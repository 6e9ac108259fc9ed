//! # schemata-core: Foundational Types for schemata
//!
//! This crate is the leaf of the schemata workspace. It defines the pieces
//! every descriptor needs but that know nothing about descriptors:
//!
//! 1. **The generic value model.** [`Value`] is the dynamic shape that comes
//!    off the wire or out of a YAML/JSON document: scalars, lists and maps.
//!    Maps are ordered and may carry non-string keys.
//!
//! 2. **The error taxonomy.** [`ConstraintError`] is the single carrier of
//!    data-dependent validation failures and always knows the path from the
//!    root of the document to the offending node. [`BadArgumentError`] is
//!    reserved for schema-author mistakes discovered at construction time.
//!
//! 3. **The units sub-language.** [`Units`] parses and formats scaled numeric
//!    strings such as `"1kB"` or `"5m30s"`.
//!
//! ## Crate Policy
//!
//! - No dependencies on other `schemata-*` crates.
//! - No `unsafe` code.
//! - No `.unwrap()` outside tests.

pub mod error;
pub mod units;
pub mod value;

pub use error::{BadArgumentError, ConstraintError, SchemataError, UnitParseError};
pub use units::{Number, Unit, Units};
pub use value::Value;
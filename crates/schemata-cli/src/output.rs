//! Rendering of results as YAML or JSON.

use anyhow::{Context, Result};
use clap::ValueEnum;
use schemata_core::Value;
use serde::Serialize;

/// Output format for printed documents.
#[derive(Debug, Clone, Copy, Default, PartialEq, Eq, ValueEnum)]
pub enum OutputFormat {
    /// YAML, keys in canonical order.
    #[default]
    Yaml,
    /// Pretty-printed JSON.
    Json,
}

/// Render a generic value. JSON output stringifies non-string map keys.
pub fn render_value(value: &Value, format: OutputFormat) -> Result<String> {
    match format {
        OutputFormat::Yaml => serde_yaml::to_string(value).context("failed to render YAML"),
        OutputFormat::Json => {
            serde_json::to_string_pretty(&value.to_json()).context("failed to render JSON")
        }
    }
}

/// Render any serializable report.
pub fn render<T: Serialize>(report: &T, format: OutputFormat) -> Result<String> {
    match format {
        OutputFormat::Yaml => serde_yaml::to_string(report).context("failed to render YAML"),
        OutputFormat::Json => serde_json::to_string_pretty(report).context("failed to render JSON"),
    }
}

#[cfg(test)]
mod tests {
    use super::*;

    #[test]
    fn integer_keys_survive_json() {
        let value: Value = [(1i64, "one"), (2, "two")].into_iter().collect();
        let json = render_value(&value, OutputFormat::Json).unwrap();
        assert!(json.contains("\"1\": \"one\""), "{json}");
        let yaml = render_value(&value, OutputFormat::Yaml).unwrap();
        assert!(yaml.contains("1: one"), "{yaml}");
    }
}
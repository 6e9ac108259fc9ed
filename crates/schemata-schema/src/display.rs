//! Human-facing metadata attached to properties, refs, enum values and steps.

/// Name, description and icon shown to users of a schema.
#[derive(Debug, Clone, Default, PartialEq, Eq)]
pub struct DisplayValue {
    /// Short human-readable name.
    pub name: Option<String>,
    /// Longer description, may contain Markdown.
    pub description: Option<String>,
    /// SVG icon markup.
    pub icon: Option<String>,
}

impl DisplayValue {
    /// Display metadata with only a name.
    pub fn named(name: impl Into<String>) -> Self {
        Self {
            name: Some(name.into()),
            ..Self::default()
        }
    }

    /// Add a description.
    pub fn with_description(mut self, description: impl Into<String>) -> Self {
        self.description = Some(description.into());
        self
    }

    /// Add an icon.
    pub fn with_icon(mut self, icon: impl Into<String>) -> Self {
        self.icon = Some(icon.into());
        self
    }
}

::::

**Exercise goal:** Work out how many lines of the listing above include "ValueEnum". Answer with the number and nothing more.

**Finished exercise:** 2